Plusieurs causes peuvent être à l’origine de taux élevés d’urée dans le sang, on peut citer : l’importance des apports azotés dans la ration, le catabolisme accru provoqué par le jeûne, l’intoxication par l’urée suite à une supplémentation de la ration par l'urée (qui constituera un apport hautement fermentescible en azote) ou la sous nutrition énergétique (Ndibualonji et al., 1997). Par contre, l’urémie faible peut être observée lorsque la ration est riche en amidon, ou encore pauvre en matière azotée ou encore, selon le statut physiologique des femelles (Haddad, 1981).
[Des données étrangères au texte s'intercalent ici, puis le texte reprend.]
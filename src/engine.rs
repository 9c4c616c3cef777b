//! Server Execution Engine (C5): the per-instance worker that turns a decoded
//! request envelope into a response envelope.
//!
//! The accept loop in `server.rs` spawns one task per connection and dispatches
//! through a shared `Router`; this module keeps that same "one shared handle, many
//! callers" shape but narrows dispatch to a single FIFO queue drained by one
//! consumer task, per the single-writer/single-consumer execution model (spec §5
//! "exactly one task executes operations for a given instance at a time"). State
//! (registry handle, caches, dedup store, handler table) is built once at
//! construction and passed by value into the worker loop — explicit state, not a
//! `state.rs`-style global singleton (spec §9 design note).

use std::collections::HashMap;
use std::sync::Arc;
use std::sync::atomic::{AtomicBool, Ordering};

use futures_util::future::BoxFuture;
use tokio::sync::{mpsc, oneshot};

use crate::cache::MetadataCache;
use crate::config::Config;
use crate::dedup::{DedupCache, Lookup};
use crate::errors::ExecutionError;
use crate::registry::{DeploymentNumber, InProcessRegistry, InstanceId, RegistryBackend};
use crate::routing;
use crate::telemetry::{OperationLog, OperationOutcome, OperationPerformed, Transport};
use crate::wire::{DeploymentMapping, OperationArgs, RequestEnvelopeValue, ResponseBody, now_millis};

/// A registered operation handler. Returns the JSON payload that becomes
/// `ResponseBody::result` (base64-encoded by the caller) or an `ExecutionError`.
pub type OperationHandler =
  Arc<dyn Fn(OperationArgs) -> BoxFuture<'static, Result<serde_json::Value, ExecutionError>> + Send + Sync>;

#[derive(Clone)]
struct Registered {
  handler: OperationHandler,
  /// Whether this operation mutates state and therefore must land on the owning
  /// deployment (spec §4.4/§8 "write to wrong deployment" scenario). Reads are
  /// never rejected for ownership.
  is_write: bool,
}

struct Task {
  envelope: RequestEnvelopeValue,
  deployment: DeploymentNumber,
  cold_start: bool,
  enqueued_time: i64,
  reply: oneshot::Sender<ResponseBody>,
}

struct Inner {
  instance: InstanceId,
  config: Config,
  registry: Arc<dyn RegistryBackend>,
  cache: MetadataCache,
  dedup: DedupCache,
  handlers: HashMap<String, Registered>,
  telemetry: OperationLog,
  cold_start_done: AtomicBool,
}

/// The server execution engine. Cheaply cloneable; clones share the same queue,
/// caches, and dedup store.
#[derive(Clone)]
pub struct Engine {
  inner: Arc<Inner>,
  queue: mpsc::UnboundedSender<Task>,
}

/// Declares the operation table a concrete deployment exposes. Built once, then
/// handed to `Engine::start`.
pub struct OperationTable {
  handlers: HashMap<String, Registered>,
}

impl OperationTable {
  pub fn new() -> Self {
    Self {
      handlers: HashMap::new(),
    }
  }

  pub fn register(
    &mut self,
    name: impl Into<String>,
    is_write: bool,
    handler: OperationHandler,
  ) -> &mut Self {
    self.handlers.insert(
      name.into(),
      Registered {
        handler,
        is_write,
      },
    );
    self
  }
}

impl Default for OperationTable {
  fn default() -> Self {
    Self::new()
  }
}

impl Engine {
  /// Builds the function-local caches and spawns the serial worker loop. Joining
  /// the Deployment Registry happens lazily, on the first request this instance
  /// handles (spec §4.5 step 1 "instance init guard... runs exactly once per cold
  /// start"), not here at construction.
  pub fn start(
    config: Config,
    registry: Arc<dyn RegistryBackend>,
    operations: OperationTable,
  ) -> Self {
    let inner = Arc::new(Inner {
      instance: InstanceId::generate(),
      cache: MetadataCache::new(&config.cache),
      dedup: DedupCache::new(),
      handlers: operations.handlers,
      telemetry: OperationLog::default(),
      config,
      registry,
      cold_start_done: AtomicBool::new(false),
    });

    let (tx, rx) = mpsc::unbounded_channel();
    let engine = Self {
      inner: inner.clone(),
      queue: tx,
    };
    tokio::spawn(worker_loop(inner, rx));
    engine
  }

  /// Test/single-process convenience: an in-process registry with no pre-seeded
  /// membership. The engine joins it itself on its first request, same as any
  /// other backend.
  pub async fn start_standalone(config: Config, operations: OperationTable) -> Self {
    let registry = Arc::new(InProcessRegistry::new(config.deployments_count));
    Self::start(config, registry, operations)
  }

  pub fn instance_id(&self) -> &InstanceId {
    &self.inner.instance
  }

  pub fn cache(&self) -> &MetadataCache {
    &self.inner.cache
  }

  /// Handles one incoming request end to end: dedup check, ownership check,
  /// enqueue-and-await, response assembly (spec §4.4 steps 2-6).
  pub async fn handle(&self, envelope: RequestEnvelopeValue, transport: Transport) -> ResponseBody {
    let was_cold = !self.inner.cold_start_done.swap(true, Ordering::SeqCst);
    if was_cold {
      self
        .inner
        .registry
        .join(self.inner.config.self_deployment, self.inner.instance.clone())
        .await;
    }
    let request_id = envelope.request_id;

    loop {
      match self.inner.dedup.lookup_or_claim(request_id, envelope.force_redo) {
        Lookup::Replay(body) => {
          let mut replayed = (*body).clone();
          replayed.duplicate_request = true;
          return replayed;
        }
        Lookup::InProgress(notify) => {
          notify.notified().await;
          continue;
        }
        Lookup::Claimed => break,
      }
    }

    let enqueued_time = now_millis();
    let deployment = self.route(&envelope);

    let (reply_tx, reply_rx) = oneshot::channel();
    let task = Task {
      envelope: envelope.clone(),
      deployment,
      cold_start: was_cold,
      enqueued_time,
      reply: reply_tx,
    };

    if self.queue.send(task).is_err() {
      let body = self.error_body(&envelope, deployment, was_cold, enqueued_time, "engine shut down".into());
      self.inner.dedup.complete(request_id, body.clone());
      return body;
    }

    let body = match reply_rx.await {
      Ok(body) => body,
      Err(_) => self.error_body(&envelope, deployment, was_cold, enqueued_time, "worker dropped reply".into()),
    };

    self.inner.dedup.complete(request_id, body.clone());

    let outcome = if !body.exceptions.is_empty() {
      OperationOutcome::Failed
    } else {
      OperationOutcome::Success
    };
    self.inner.telemetry.record(OperationPerformed {
      request_id,
      operation_name: envelope.op.clone(),
      deployment,
      transport,
      start_time: enqueued_time,
      end_time: now_millis(),
      enqueued_time: Some(body.enqueued_time),
      dequeued_time: Some(body.dequeued_time),
      fn_start_time: Some(body.fn_start_time),
      fn_end_time: Some(body.fn_end_time),
      cache_hits: body.cache_hits,
      cache_misses: body.cache_misses,
      outcome,
    });

    body
  }

  pub fn telemetry(&self) -> &OperationLog {
    &self.inner.telemetry
  }

  fn route(&self, envelope: &RequestEnvelopeValue) -> DeploymentNumber {
    let n = self.inner.config.deployments_count;
    match envelope.fs_args.src() {
      Some(path) => routing::deployment_of_path(routing::parent_path(path), n),
      None => 0,
    }
  }

  fn error_body(
    &self,
    envelope: &RequestEnvelopeValue,
    deployment: DeploymentNumber,
    cold_start: bool,
    enqueued_time: i64,
    message: String,
  ) -> ResponseBody {
    let mapping = mapping_hint(&self.inner.cache, envelope, deployment);
    let counters = self.inner.cache.drain();
    let now = now_millis();
    ResponseBody {
      request_id: envelope.request_id,
      operation: envelope.op.clone(),
      name_node_id: 0,
      deployment_number: deployment,
      cache_hits: counters.hits,
      cache_misses: counters.misses,
      fn_start_time: now,
      fn_end_time: now,
      enqueued_time,
      dequeued_time: now,
      processing_finished_time: now,
      cold_start,
      cancelled: false,
      duplicate_request: false,
      result: None,
      exceptions: vec![message],
      deployment_mapping: mapping,
      statistics_package: None,
      transaction_events: None,
    }
  }
}

/// Computes the authoritative mapping hint for the envelope's primary path, if it
/// has one (spec §4.5 step 5 "if the handler identified a primary path, compute
/// the authoritative mapping via C2 and attach it to the result"). `parentId` is
/// best-effort: populated from the metadata cache when the parent is warm, `-1`
/// otherwise (this core never resolves inode ids itself, spec §1 Non-goals).
fn mapping_hint(
  cache: &MetadataCache,
  envelope: &RequestEnvelopeValue,
  deployment: DeploymentNumber,
) -> Option<DeploymentMapping> {
  let path = envelope.fs_args.src()?;
  let parent = routing::parent_path(path);
  let parent_id = cache.get_by_path(parent).map(|inode| inode.id as i64).unwrap_or(-1);
  Some(DeploymentMapping {
    file_or_dir: path.to_string(),
    parent_id,
    function: deployment,
  })
}

async fn worker_loop(inner: Arc<Inner>, mut rx: mpsc::UnboundedReceiver<Task>) {
  while let Some(task) = rx.recv().await {
    let dequeued_time = now_millis();
    let body = execute(
      &inner,
      task.envelope,
      task.deployment,
      task.cold_start,
      task.enqueued_time,
      dequeued_time,
    )
    .await;
    let _ = task.reply.send(body);
  }
}

async fn execute(
  inner: &Arc<Inner>,
  envelope: RequestEnvelopeValue,
  deployment: DeploymentNumber,
  was_cold: bool,
  enqueued_time: i64,
  dequeued_time: i64,
) -> ResponseBody {
  let fn_start_time = now_millis();

  let registered = match inner.handlers.get(&envelope.op) {
    Some(r) => r.clone(),
    None => {
      return body_for(
        &inner.cache,
        &envelope,
        deployment,
        was_cold,
        enqueued_time,
        dequeued_time,
        fn_start_time,
        None,
        vec![ExecutionError::NoSuchOperation(envelope.op.clone()).as_exception_string()],
      );
    }
  };

  // Write authorization compares the routing hash directly against this
  // instance's own fixed deployment number (spec §4.5 "Write authorization":
  // `d = deploymentOf(parentInode(p), N); if d != self.deployment, fail"). This
  // is independent of the registry: ownership here is a routing fact, not a
  // membership race.
  if registered.is_write && deployment != inner.config.self_deployment {
    return body_for(
      &inner.cache,
      &envelope,
      deployment,
      was_cold,
      enqueued_time,
      dequeued_time,
      fn_start_time,
      None,
      vec![ExecutionError::NotAuthorizedHere { owner: deployment }.as_exception_string()],
    );
  }

  let outcome = tokio::time::timeout(
    inner.config.worker_timeout(),
    (registered.handler)(envelope.fs_args.clone()),
  )
  .await;

  let (result, exceptions) = match outcome {
    Ok(Ok(value)) => (
      Some(base64::Engine::encode(
        &base64::engine::general_purpose::STANDARD,
        serde_json::to_vec(&value).unwrap_or_default(),
      )),
      vec![],
    ),
    Ok(Err(err)) => (None, vec![err.as_exception_string()]),
    Err(_) => (
      None,
      vec![ExecutionError::OperationTimedOut(inner.config.worker_timeout()).as_exception_string()],
    ),
  };

  body_for(
    &inner.cache,
    &envelope,
    deployment,
    was_cold,
    enqueued_time,
    dequeued_time,
    fn_start_time,
    result,
    exceptions,
  )
}

#[allow(clippy::too_many_arguments)]
fn body_for(
  cache: &MetadataCache,
  envelope: &RequestEnvelopeValue,
  deployment: DeploymentNumber,
  cold_start: bool,
  enqueued_time: i64,
  dequeued_time: i64,
  fn_start_time: i64,
  result: Option<String>,
  exceptions: Vec<String>,
) -> ResponseBody {
  let mapping = mapping_hint(cache, envelope, deployment);
  let counters = cache.drain();
  let fn_end_time = now_millis();
  ResponseBody {
    request_id: envelope.request_id,
    operation: envelope.op.clone(),
    name_node_id: 0,
    deployment_number: deployment,
    cache_hits: counters.hits,
    cache_misses: counters.misses,
    fn_start_time,
    fn_end_time,
    enqueued_time,
    dequeued_time,
    processing_finished_time: fn_end_time,
    cold_start,
    cancelled: false,
    duplicate_request: false,
    result,
    exceptions,
    deployment_mapping: mapping,
    statistics_package: None,
    transaction_events: None,
  }
}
Ainsi, Gunter et al., (1990) rapportent des baisses significatives du taux plasmatique de l’urée aux 102ième

et 132^ième jours de gestation chez les brebis gestantes comparativement aux brebis vides. A contrario, Haddad, (1981) confirme que la gestation n’a aucun effet sur l’urémie, mais que cette dernière augmente au cours du premier mois de lactation.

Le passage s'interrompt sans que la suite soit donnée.